O projeto que favorece a valorização da produção artística local, com o incentivo à realização de eventos em escolas municipais, e a reserva da área, pela Prefeitura, em torno do aeroporto para a construção de um anel viário e a implantação do Polo Intermodal de Transporte e Logística de Lins, foram as duas propostas aprovadas pela Câmara, na sessão ordinária desta segunda-feira, 12.
O estímulo às atividades culturais no município, possibilitado por meio de uma alteração na Lei Orgânica do Município (LOM), e votado em segundo turno, teve como autor o vereador Edgar de Souza (PSDB).
No caso do projeto referente ao Polo Intermodal, que envolveu alterações no Plano Diretor de Lins, o objetivo é assegurar a área para o empreendimento até o final de 2013. Nesse prazo, município e investidores pretendem apresentar estudos sobre a viabilidade do polo. As discussões foram iniciadas há mais de dois anos.
O projeto é considerado um investimento a longo prazo. A implantação poderá levar até 20 anos. Nesse polo, grandes empresas aproveitariam a localização geográfica de Lins para distribuir seus produtos pela malha viária, linha férrea e transporte hidroviário.
Na pauta da sessão, também constava a proposta do vereador Roy Nélson (PR) para mudar a taxa de “limpeza pública” para “coleta e remoção de lixo”. Segundo ele, pela nomenclatura atual, considerada inconstitucional, o município fica sujeito a ressarcir contribuintes, mediante decisão judicial. A votação da medida foi adiada por três sessões. O vereador afirmou ser preciso mais estudos da assessoria jurídica da Câmara sobre a alteração.
RETIRADOS
Dois projetos propostos por Edgar de Souza, que receberam pareceres contrários da Comissão de Justiça e Redação, foram retirados de tramitação a pedido do próprio vereador. Um deles exigia agilidade no atendimento em unidades básicas de saúde, da mesma forma como a Agência Nacional de Saúde Suplementar (ANS) determina a operadoras privadas. A comissão, porém, entendeu que a iniciativa deve partir do prefeito e não do Legislativo.

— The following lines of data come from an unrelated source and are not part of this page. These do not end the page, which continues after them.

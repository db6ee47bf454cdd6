use std::fs;
use std::sync::atomic::{AtomicU32, Ordering};
use std::sync::Arc;

use conversion_core::{BackoffPolicy, ErrorCategory, ErrorContext, ErrorInfo, ErrorRecord};
use conversion_engine::{
    Engine, EngineConfig, EngineEvent, RecoveryError, RecoveryOutcome, RecoveryRegistry,
    RecoveryStrategy, ResourceProbe, ResourceUsage, YamlValidator,
};
use engine_logging::LogStream;
use pretty_assertions::assert_eq;
use tempfile::TempDir;

struct FixedProbe(u64);

impl ResourceProbe for FixedProbe {
    fn sample(&self) -> ResourceUsage {
        ResourceUsage {
            process_memory_bytes: self.0,
            total_memory_bytes: 8 * self.0,
            used_memory_bytes: 4 * self.0,
        }
    }
}

/// Always fails, counting how often it ran.
struct StubbornStrategy {
    calls: Arc<AtomicU32>,
}

#[async_trait::async_trait]
impl RecoveryStrategy for StubbornStrategy {
    fn name(&self) -> &'static str {
        "stubborn"
    }

    async fn recover(
        &self,
        _record: &ErrorRecord,
        _context: &mut ErrorContext,
    ) -> Result<RecoveryOutcome, RecoveryError> {
        self.calls.fetch_add(1, Ordering::SeqCst);
        Ok(RecoveryOutcome::failed("still broken"))
    }
}

struct ExplodingStrategy;

#[async_trait::async_trait]
impl RecoveryStrategy for ExplodingStrategy {
    fn name(&self) -> &'static str {
        "exploding"
    }

    async fn recover(
        &self,
        _record: &ErrorRecord,
        _context: &mut ErrorContext,
    ) -> Result<RecoveryOutcome, RecoveryError> {
        Err(RecoveryError::Io(std::io::Error::other("strategy blew up")))
    }
}

fn config(temp: &TempDir) -> EngineConfig {
    let mut config = EngineConfig::default_with_log_dir(temp.path().join("logs"));
    config.backoff = BackoffPolicy {
        base_delay_ms: 1,
        multiplier: 2.0,
        max_delay_ms: 4,
    };
    config.recovery.fallback_output_dir = Some(temp.path().join("fallback"));
    config
}

fn engine_with(config: EngineConfig, registry: RecoveryRegistry) -> Engine {
    Engine::with_parts(config, Arc::new(FixedProbe(1024)), registry).unwrap()
}

fn default_registry(config: &EngineConfig) -> RecoveryRegistry {
    RecoveryRegistry::with_defaults(&config.recovery, Arc::new(YamlValidator))
}

#[tokio::test]
async fn recovered_error_updates_context_and_emits_event() {
    engine_logging::initialize_for_tests();
    let temp = TempDir::new().unwrap();
    let config = config(&temp);
    let engine = engine_with(config.clone(), default_registry(&config));
    let events = engine.event_channel();

    let wanted = temp.path().join("input").join("base.yml");
    fs::create_dir_all(wanted.parent().unwrap()).unwrap();
    fs::write(wanted.with_extension("json"), "{}").unwrap();

    let mut ctx = ErrorContext::new("file-access", "read").with_path(&wanted);
    let handled = engine
        .handler()
        .handle_error(ErrorInfo::new("ENOENT: no such file or directory"), &mut ctx)
        .await;

    assert_eq!(handled.category, ErrorCategory::FileNotFound);
    assert!(handled.recoverable);
    assert!(handled.recovered);
    assert_eq!(handled.attempts, 1);
    assert_eq!(ctx.path, Some(wanted.with_extension("json")));
    let recovery = handled.recovery.unwrap();
    assert_eq!(recovery.context.unwrap().path, ctx.path);

    match events.try_recv().unwrap() {
        EngineEvent::Recovered {
            error_id, attempts, ..
        } => {
            assert_eq!(error_id, handled.error_id);
            assert_eq!(attempts, 1);
        }
        other => panic!("unexpected event {other:?}"),
    }

    let stats = engine.handler().statistics();
    assert_eq!(stats.total_errors, 1);
    assert_eq!(stats.recovered_errors, 1);
    assert_eq!(stats.unrecovered_errors, 0);
    assert_eq!(stats.errors_by_category.get("file-not-found"), Some(&1));
    assert_eq!(stats.errors_by_severity.get("medium"), Some(&1));

    let stored = engine.handler().get_error(handled.error_id).unwrap();
    assert!(stored.recovered);
    assert_eq!(stored.recovery_attempts(), 1);
}

#[tokio::test]
async fn attempts_are_capped_and_retry_is_terminal() {
    let temp = TempDir::new().unwrap();
    let config = config(&temp);
    let calls = Arc::new(AtomicU32::new(0));
    let mut registry = default_registry(&config);
    registry.register(
        ErrorCategory::FileNotFound,
        Arc::new(StubbornStrategy {
            calls: calls.clone(),
        }),
    );
    let engine = engine_with(config, registry);
    let events = engine.event_channel();

    let mut ctx = ErrorContext::new("file-access", "read");
    let handled = engine
        .handler()
        .handle_error(ErrorInfo::new("ENOENT"), &mut ctx)
        .await;

    assert!(handled.recoverable);
    assert!(!handled.recovered);
    assert_eq!(handled.attempts, 3);
    assert_eq!(calls.load(Ordering::SeqCst), 3);
    assert_eq!(handled.recovery.unwrap().reason, "still broken");

    let retried = engine
        .handler()
        .retry_recovery(handled.error_id, &mut ctx)
        .await
        .unwrap();
    assert!(!retried.recovered);
    assert_eq!(retried.attempts, 3);
    assert_eq!(
        retried.recovery.unwrap().reason,
        "Maximum recovery attempts reached"
    );
    assert_eq!(calls.load(Ordering::SeqCst), 3);

    let failures: Vec<EngineEvent> = events.try_iter().collect();
    assert_eq!(failures.len(), 2);
    assert!(failures
        .iter()
        .all(|e| matches!(e, EngineEvent::RecoveryFailed { attempts: 3, .. })));

    let stats = engine.handler().statistics();
    assert_eq!(stats.recovery_attempts, 3);
    assert_eq!(stats.unrecovered_errors, 1);
}

#[tokio::test]
async fn strategy_failure_is_contained() {
    let temp = TempDir::new().unwrap();
    let mut config = config(&temp);
    config.max_retry_attempts = 1;
    let mut registry = default_registry(&config);
    registry.register(ErrorCategory::NetworkError, Arc::new(ExplodingStrategy));
    let engine = engine_with(config, registry);

    let mut ctx = ErrorContext::new("fetch", "download");
    let handled = engine
        .handler()
        .handle_error(ErrorInfo::new("ECONNRESET"), &mut ctx)
        .await;

    assert_eq!(handled.category, ErrorCategory::NetworkError);
    assert!(!handled.recovered);
    let recovery = handled.recovery.unwrap();
    assert!(!recovery.success);
    assert_eq!(recovery.reason, "Recovery strategy failed");
    assert_eq!(recovery.error.as_deref(), Some("io error: strategy blew up"));
}

#[tokio::test]
async fn unknown_errors_are_not_recovered() {
    let temp = TempDir::new().unwrap();
    let config = config(&temp);
    let engine = engine_with(config.clone(), default_registry(&config));

    let mut ctx = ErrorContext::new("misc", "misc");
    let handled = engine
        .handler()
        .handle_error(ErrorInfo::named("Panic", "something odd happened"), &mut ctx)
        .await;

    assert_eq!(handled.category, ErrorCategory::Unknown);
    assert!(!handled.recoverable);
    assert!(!handled.recovered);
    assert_eq!(handled.attempts, 0);
    assert!(handled.recovery.is_none());
}

#[tokio::test]
async fn disabled_recovery_and_diagnostics_only_classify() {
    let temp = TempDir::new().unwrap();
    let mut config = config(&temp);
    config.enable_recovery = false;
    config.enable_diagnostics = false;
    let engine = engine_with(config.clone(), default_registry(&config));

    let mut ctx = ErrorContext::new("file-access", "read");
    let handled = engine
        .handler()
        .handle_error(ErrorInfo::new("ENOENT"), &mut ctx)
        .await;

    assert!(handled.recoverable);
    assert!(handled.recovery.is_none());
    assert!(handled.diagnostics.is_none());
    assert_eq!(handled.attempts, 0);
}

#[tokio::test]
async fn errors_and_diagnostics_reach_their_streams() {
    let temp = TempDir::new().unwrap();
    let config = config(&temp);
    let engine = engine_with(config.clone(), default_registry(&config));

    let missing = temp.path().join("in").join("absent.yml");
    fs::create_dir_all(missing.parent().unwrap()).unwrap();
    let mut ctx = ErrorContext::new("file-access", "read")
        .with_path(&missing)
        .with_artifact("absent.yml");
    let handled = engine
        .handler()
        .handle_error(ErrorInfo::new("ENOENT"), &mut ctx)
        .await;

    let diagnostics = handled.diagnostics.unwrap();
    assert_eq!(diagnostics.memory.process_memory_bytes, 1024);
    assert_eq!(diagnostics.paths.len(), 1);
    assert_eq!(diagnostics.paths[0].field, "path");
    assert!(!diagnostics.paths[0].exists);
    assert_eq!(diagnostics.error.message, "ENOENT");

    let error_log = fs::read_to_string(engine.sink().path(LogStream::Error)).unwrap();
    let first: serde_json::Value =
        serde_json::from_str(error_log.lines().next().unwrap()).unwrap();
    assert_eq!(first["event"], "conversion_error");
    assert_eq!(first["level"], "error");
    assert_eq!(first["category"], "file-not-found");
    assert_eq!(first["artifact_id"], "absent.yml");
    assert!(error_log.contains("recovery_attempt"));

    let diagnostics_log =
        fs::read_to_string(engine.sink().path(LogStream::Diagnostics)).unwrap();
    assert!(diagnostics_log.contains("diagnostics_collected"));
}

#[tokio::test]
async fn clear_resets_records_and_counters() {
    let temp = TempDir::new().unwrap();
    let config = config(&temp);
    let engine = engine_with(config.clone(), default_registry(&config));

    let mut ctx = ErrorContext::new("misc", "misc");
    let handled = engine
        .handler()
        .handle_error(ErrorInfo::new("boom"), &mut ctx)
        .await;
    assert_eq!(engine.handler().recent_errors(10).len(), 1);

    engine.clear();
    assert!(engine.handler().get_error(handled.error_id).is_none());
    assert_eq!(engine.handler().statistics(), Default::default());
    assert!(engine
        .handler()
        .retry_recovery(handled.error_id, &mut ctx)
        .await
        .is_none());
}

#[tokio::test]
async fn stored_records_are_bounded_by_history_limit() {
    let temp = TempDir::new().unwrap();
    let mut config = config(&temp);
    config.history_limit = 2;
    let engine = engine_with(config.clone(), default_registry(&config));

    let mut ctx = ErrorContext::new("misc", "misc");
    let mut ids = Vec::new();
    for message in ["first", "second", "third"] {
        let handled = engine
            .handler()
            .handle_error(ErrorInfo::new(message), &mut ctx)
            .await;
        ids.push(handled.error_id);
    }

    assert!(engine.handler().get_error(ids[0]).is_none());
    let kept: Vec<_> = engine
        .handler()
        .all_errors()
        .into_iter()
        .map(|r| r.error.message)
        .collect();
    assert_eq!(kept, vec!["second", "third"]);
    // Counters are not trimmed with the records.
    assert_eq!(engine.handler().statistics().total_errors, 3);
    assert!(engine
        .handler()
        .retry_recovery(ids[0], &mut ctx)
        .await
        .is_none());
}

O segundo versava sobre proposta para critério de desempate em licitações. A preferência seria a empresas instaladas no município. No entanto, a competência para a alteração caberia à União, segundo análise da comissão. Edgar também pediu a retirada do projeto que visava à disciplinar contratos de parcerias público-privadas.
MORADIAS
Na tribuna livre, o presidente da Sociedade Amigo do Teisuke Kumassaka, José Aparecido Floro Filho, conhecido como Baiano, pediu apoio dos vereadores para que uma área pública do bairro seja destinada à construção de moradias. É preciso, porém, mudar a finalidade do local. Esse processo inclui a intervenção do Ministério Público e da Prefeitura, esclareceram os vereadores Aparecido Correia da Silva (PMDB) e Durval Marçola (PTB).
Eles explicaram que se o espaço tratar-se de “área verde” a alteração deverá ser para “residencial”. A mudança também dependerá de votação na Câmara. O vereador Roy Nélson disse aos moradores, que acompanharam a sessão, que pressionem o município. Segundo Baiano, uma consulta popular, realizada há um ano, reuniu 276 famílias favoráveis às moradias.